Disclaimer: as you read this, please bear in mind that I am NOT a doctor. If you, or someone you know, are injured, sick, or overdosing CALL 911 FOR FUCKS SAKE! But you should consider learning the following techniques because a pro might not be around, which might leave only you, to save a life.
Heimlich Maneuver
Let me tell you a story. Recently I was chilling in my kitchen reading garbage on the internet and munching on cashews – divine. I emptied a small handful of nuts into my mouth and suddenly GASP! I couldn’t breathe. I tried to push up against my counter to coax the blockage out. No dice. Thankfully, my neighbor whom I share a porch with was home and I ran into his open door. I gave him the internationally recognized “OH SHIT I CAN’T BREATHE” hand jive and he gave me the Heimlich maneuver. Had he not been there, and I wasn’t able to reach him as quick as I did, I can assure you I’d likely be dead. No one wants to be killed by a cashew. Learn the Heimlich maneuver video here.
CPR
Yeah, yeah, yeah, CPR. Sure, you’re going to take that class with the American Red Cross or other safety course near your house soon. Sure, you’ve missed it the past six times, but it happens once a month, so no big deal. Bullshit. With 350,000 folks going into cardiac arrest 90% of them die, but when CPR is administered within the first few minutes life expectancy becomes a lot better. The CPR rate for an adult in need is 3 ‘compressions’ or presses to the sternum for every 2 seconds. After 15 compressions/10 seconds, you then give the person 2 breaths into their mouth. (Confused? Well go take a fucking cpr class in your area then! At the very least read about it via the redcross.org.)

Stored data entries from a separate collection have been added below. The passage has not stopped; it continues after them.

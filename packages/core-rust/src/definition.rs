//! Declarative trial definitions.
//!
//! External configuration loaders deserialize a [`TrialDefinition`] and convert
//! it with [`TrialRegistration::from_definition`], which applies the same
//! validation as the builder. Activation predicates are code, so they can only be
//! attached through the builder.

use std::time::Duration;

use serde::{Deserialize, Serialize};

use crate::error::RegistrationError;
use crate::registration::{
    ActivationWindow, OnErrorPolicy, TimeoutAction, TimeoutPolicy, TimeoutScope, TrialRegistration,
    TrialRegistrationBuilder,
};
use crate::types::ImplementationDescriptor;

/// Serializable mirror of a [`TrialRegistration`].
#[derive(Debug, Clone, PartialEq, Eq, Serialize, Deserialize)]
pub struct TrialDefinition {
    pub service_type: String,
    /// Selection mode identifier; defaults to the boolean-flag mode.
    #[serde(default, skip_serializing_if = "Option::is_none")]
    pub mode: Option<String>,
    /// Selector for the mode; defaults to the service type name.
    #[serde(default, skip_serializing_if = "Option::is_none")]
    pub selector: Option<String>,
    pub default_key: String,
    pub trials: Vec<ImplementationDescriptor>,
    #[serde(default)]
    pub on_error: OnErrorPolicy,
    #[serde(default, skip_serializing_if = "Option::is_none")]
    pub timeout: Option<TimeoutDefinition>,
    #[serde(default)]
    pub activation: ActivationWindow,
}

/// Serializable deadline configuration.
#[derive(Debug, Clone, PartialEq, Eq, Serialize, Deserialize)]
pub struct TimeoutDefinition {
    pub timeout_ms: u64,
    #[serde(default)]
    pub action: TimeoutAction,
    #[serde(default)]
    pub scope: TimeoutScope,
}

impl TrialDefinition {
    /// Turns the definition into a builder so callers can attach a predicate
    /// before validating.
    #[must_use]
    pub fn into_builder(self) -> TrialRegistrationBuilder {
        let mut builder = TrialRegistration::builder(self.service_type.as_str());
        if let Some(mode) = self.mode {
            let selector = self.selector.unwrap_or_else(|| self.service_type.clone());
            builder = builder.mode(mode, selector);
        } else if let Some(selector) = self.selector {
            builder = builder.mode(crate::selection::modes::BOOLEAN_FLAG, selector);
        }
        for ImplementationDescriptor { key, implementation } in self.trials {
            builder = builder.trial(key, implementation);
        }
        builder = builder
            .default_key(self.default_key)
            .on_error(self.on_error)
            .activation_window(self.activation);
        if let Some(timeout) = self.timeout {
            builder = builder.timeout(
                TimeoutPolicy::new(Duration::from_millis(timeout.timeout_ms), timeout.action)
                    .with_scope(timeout.scope),
            );
        }
        builder
    }
}

impl TrialRegistration {
    /// Validates a declarative definition.
    ///
    /// # Errors
    ///
    /// Returns the same [`RegistrationError`]s as [`TrialRegistrationBuilder::build`].
    pub fn from_definition(definition: TrialDefinition) -> Result<Self, RegistrationError> {
        definition.into_builder().build()
    }

    /// Declarative form of this registration. The activation predicate, if any,
    /// is not representable and is dropped.
    #[must_use]
    pub fn to_definition(&self) -> TrialDefinition {
        TrialDefinition {
            service_type: self.service_type().to_string(),
            mode: Some(self.mode_identifier().to_string()),
            selector: Some(self.selector_name().to_string()),
            default_key: self.default_key().to_string(),
            trials: self.trials().to_vec(),
            on_error: self.on_error().clone(),
            timeout: self.timeout().map(|t| TimeoutDefinition {
                timeout_ms: t.duration_ms(),
                action: t.action.clone(),
                scope: t.scope,
            }),
            activation: *self.window(),
        }
    }
}

impl TryFrom<TrialDefinition> for TrialRegistration {
    type Error = RegistrationError;

    fn try_from(definition: TrialDefinition) -> Result<Self, Self::Error> {
        Self::from_definition(definition)
    }
}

No matter if you’re compressing to Queen’s “Another One Bites the Dust” or the Bee Gee’s “Stayin’ Alive” you’re doing Satan’s good work.
Heart Attack Symptoms
One in every seven people who die in the US is because of heart disease. ONE IN FUCKING SEVEN. What does that mean? Learn the signs of a heart attack. These include: nausea, cold sweat, aching in your chest or arms, fatigue, and a host of others. Check out this list for more. Does knowing these really help? Well, in 1999 my step-father thought he had been bitten in his left arm by a centipede. It was numb and he was feeling off. Just fresh out of my Human Anatomy and Physiology final I had heart attack warning signs on the brain. I told he and my mom my armchair diagnosis and they went to the hospital. Turns out he did have a heart attack, but because he was able to get to the hospital early and quickly I am happy to report he is alive, well, and giving me shit to this very day.
Naloxone
It’s fucked up, but we, as a culture, are in the throes of a massive opioid epidemic. Opioid addiction wears many faces. It isn’t just the providence of rock stars or disenfranchised, it’s also prevalent in the successful, middle class, boring, young, and old. I know, I know, you don’t know any junkies. However, current use and addiction statistics pretty much assure that you do, in fact, know someone who is. That’s why it’s important to understand the signs of an overdose and to learn how to administer naloxone, or Narcan. Programs like DOPE Project offer tutorials and many large pharmacies in California offer it over the counter.